2 minute read
Summing Up
Summing Up
This chapter has presented results from implementing the novel methodology proposed by the FAT survey to measure technology adoption and use at the firm level in 11 countries over 51 regions and all income levels. The chapter provides a snapshot of old and new stylized facts that characterize the process of technology adoption and use in developing countries. The results open the black box of the firm (Demsetz 1997) and describe previously poorly understood elements of diffusion of technology within the firm. While previous work on the diffusion of technology within a firm focused on the increase in the intensity of use of a specific technology (Battisti and Stoneman 2005) or the diffusion across establishments, the data presented here also describe the process of diffusion within the firm across business functions and tasks.

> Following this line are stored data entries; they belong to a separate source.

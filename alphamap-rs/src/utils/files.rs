//! Input collection

use anyhow::{Result, bail};
use std::path::{Path, PathBuf};
use walkdir::WalkDir;

/// Kind of input file, by extension
#[derive(Debug, Clone, Copy, PartialEq, Eq)]
pub enum InputKind {
    /// WDT map descriptor
    Descriptor,
    /// ADT terrain tile
    Tile,
}

impl InputKind {
    /// Classify a path by its extension (case-insensitive).
    pub fn of(path: &Path) -> Option<Self> {
        let ext = path.extension()?.to_str()?.to_ascii_lowercase();
        match ext.as_str() {
            "wdt" => Some(Self::Descriptor),
            "adt" => Some(Self::Tile),
            _ => None,
        }
    }
}

/// Files found among the command line inputs
#[derive(Debug, Default)]
pub struct InputFiles {
    /// WDT files
    pub descriptors: Vec<PathBuf>,
    /// ADT files
    pub tiles: Vec<PathBuf>,
    /// Files with any other extension
    pub ignored: usize,
}

impl InputFiles {
    fn add(&mut self, path: PathBuf) {
        match InputKind::of(&path) {
            Some(InputKind::Descriptor) => self.descriptors.push(path),
            Some(InputKind::Tile) => self.tiles.push(path),
            None => {
                log::debug!("Skipping non .adt/.wdt file: {}", path.display());
                self.ignored += 1;
            }
        }
    }
}

/// Expand files and directories into WDT and ADT lists.
///
/// Directories are walked recursively in file name order.
pub fn collect_inputs(inputs: &[PathBuf]) -> Result<InputFiles> {
    let mut files = InputFiles::default();
    for input in inputs {
        if input.is_dir() {
            for entry in WalkDir::new(input).sort_by_file_name() {
                let entry = entry?;
                if entry.file_type().is_file() {
                    files.add(entry.into_path());
                }
            }
        } else if input.is_file() {
            files.add(input.clone());
        } else {
            bail!("Input not found: {}", input.display());
        }
    }
    Ok(files)
}
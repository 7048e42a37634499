//! Progress bar utilities

use indicatif::{ProgressBar, ProgressStyle};
use std::path::Path;
use wow_alphamap::{TileAlphaMaps, TileName, TileOutcome, TileSink};

/// Create a standard progress bar
pub fn create_progress_bar(total: u64, message: &str) -> ProgressBar {
    let pb = ProgressBar::new(total);
    let style = ProgressStyle::default_bar()
        .template("[{elapsed_precise}] {bar:40.cyan/blue} {pos}/{len} {msg}")
        .unwrap_or_else(|_| ProgressStyle::default_bar())
        .progress_chars("##-");
    pb.set_style(style);
    pb.set_message(message.to_string());
    pb
}

/// Tile sink that advances a progress bar as tiles finish
pub struct ProgressSink<S> {
    inner: S,
    bar: Option<ProgressBar>,
}

impl<S> ProgressSink<S> {
    pub fn new(inner: S, bar: Option<ProgressBar>) -> Self {
        Self { inner, bar }
    }
}

impl<S: TileSink> TileSink for ProgressSink<S> {
    fn write_tile(&self, name: &TileName, maps: TileAlphaMaps) -> wow_alphamap::Result<()> {
        self.inner.write_tile(name, maps)
    }

    fn finished(&self, path: &Path, outcome: &TileOutcome) {
        let Some(bar) = &self.bar else {
            return;
        };
        if let TileOutcome::Failed(e) = outcome {
            bar.println(format!("✗ {}: {e}", path.display()));
        }
        bar.inc(1);
    }
}
//! Main entry point for the alphamap-rs CLI

mod cli;
mod commands;
mod utils;

use anyhow::Result;
use clap::CommandFactory;
use clap::Parser;
use clap_complete::{Generator, generate};
use std::io;

use crate::cli::{Cli, Commands};

fn main() -> Result<()> {
    // Parse command line arguments
    let cli = Cli::parse();

    // Initialize logger; RUST_LOG still overrides the verbosity flags
    env_logger::Builder::from_env(
        env_logger::Env::default().default_filter_or(log_filter(cli.verbose, cli.quiet)),
    )
    .init();

    // Execute command
    match cli.command {
        Commands::Extract(args) => commands::extract::execute(args, cli.quiet),

        Commands::Completions { shell } => {
            print_completions(shell, &mut Cli::command());
            Ok(())
        }
    }
}

/// Default log filter for the `-v`/`-q` flags.
fn log_filter(verbose: u8, quiet: bool) -> &'static str {
    match verbose {
        0 if quiet => "error",
        0 => "warn",
        1 => "info",
        2 => "debug",
        _ => "trace",
    }
}

fn print_completions<G: Generator>(generator: G, cmd: &mut clap::Command) {
    generate(
        generator,
        cmd,
        cmd.get_name().to_string(),
        &mut io::stdout(),
    );
}
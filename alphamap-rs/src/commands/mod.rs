//! Command implementations

pub mod extract;
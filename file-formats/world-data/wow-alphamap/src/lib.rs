//! Alpha map extraction for World of Warcraft ADT terrain tiles
//!
//! Terrain tiles blend several ground textures per 64×64 sub-chunk. Every
//! texture after the first stores an alpha map; the first (base) texture
//! gets whatever coverage the others leave. This crate decodes those alpha
//! maps and assembles one 1024×1024 grayscale mask per texture for a whole
//! tile, reconstructing the base layer's implicit mask along the way.
//!
//! ## Features
//!
//! - Chunk-level reader with reversed tag constants and bounded payloads
//! - WDT map descriptor parsing for the map-wide alpha mode
//! - 4-bit packed, 8-bit raw and 8-bit RLE alpha map decoding
//! - Edge-artifact correction for 4-bit alpha maps
//! - Fail-fast per file batch processing with a failure report
//! - Parallel tile processing (with `parallel` feature)
//! - PNG export (with `export` feature)
//!
//! ## Example
//!
//! ```no_run
//! use wow_alphamap::{AlphaMode, MapAlphaTable, MapDescriptor, TileName, TileParser};
//!
//! # fn main() -> Result<(), Box<dyn std::error::Error>> {
//! let mut table = MapAlphaTable::new();
//! table.insert(&MapDescriptor::from_path("Azeroth.wdt")?);
//!
//! let tile = TileName::from_path("Azeroth_32_48.adt")?;
//! let mode = table.mode_for(&tile.map, AlphaMode::Narrow4Bit);
//! let maps = TileParser::new(mode).parse_file("Azeroth_32_48.adt")?;
//!
//! for (texture, canvas) in maps.iter() {
//!     println!("{texture}: {} px covered", canvas.as_bytes().iter().filter(|&&a| a > 0).count());
//! }
//! # Ok(())
//! # }
//! ```
//!
//! ## References
//!
//! - <https://wowdev.wiki/ADT/v18>
//! - <https://wowdev.wiki/WDT>

pub mod batch;
pub mod chunk_id;
pub mod chunk_reader;
pub mod chunks;
pub mod compositor;
pub mod error;
pub mod map_descriptor;
pub mod tile;

#[cfg(feature = "export")]
pub mod export;

pub use batch::{
    BatchOptions, BatchReport, FileFailure, TileOutcome, TileSink, build_alpha_table,
    process_tile, process_tiles,
};
pub use chunk_id::ChunkId;
pub use chunk_reader::{Chunk, ChunkHeader, ChunkReader};
pub use chunks::{AlphaBlock, AlphaMode, decode_alpha_layer};
pub use compositor::{BaseLayerAccumulator, Canvas, Compositor};
pub use error::{FormatError, Result};
pub use map_descriptor::{MapAlphaTable, MapDescriptor, MphdFlags};
pub use tile::{TileAlphaMaps, TileName, TileParser};

#[cfg(feature = "export")]
pub use export::PngExporter;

Some of the stylized facts uncovered were already known and complement more macro facts presented in Comin and Hobijn (2004), especially around cross-country differences in technology sophistication. In this volume, however, the findings are presented from the point of view of the firm as the main decision-maker on whether to adopt a technology and for what purpose. Other findings are novel, adding nuance and rigor to the identification of existing technology gaps. Specifically, the chapter shows that:
1. Most firms in developing countries are far from the technology frontier. 2. More productive regions are closer to the technology frontier. 3. Advanced economies have many more sophisticated firms. 4. Technology sophistication varies significantly across business functions, and differences across countries are not maintained at the business function level. 5. Scale and size are important in explaining technology sophistication. Larger firms use more sophisticated technologies, but this scale effect varies across technologies. 6. The largest technology gaps occur within countries, not between countries. 7. More productive regions have more dispersion in regional technology sophistication. 8. There is a large variation in technology sophistication within firms, and it is positively correlated with productivity. 9. Technology upgrading by firms is a continuous process. Leapfrogging technologies is rare. 10.Firms with low levels of technological capabilities are overconfident about their capabilities to adopt and use technology.
The granularity that this methodology provides by focusing on the business function or task opens a promising new research and policy agenda regarding what technologies matter most for performance and whether policies should focus equally on all technologies. The data can also provide important insights about the differences in technology adoption across sectors and their role in structural transformation.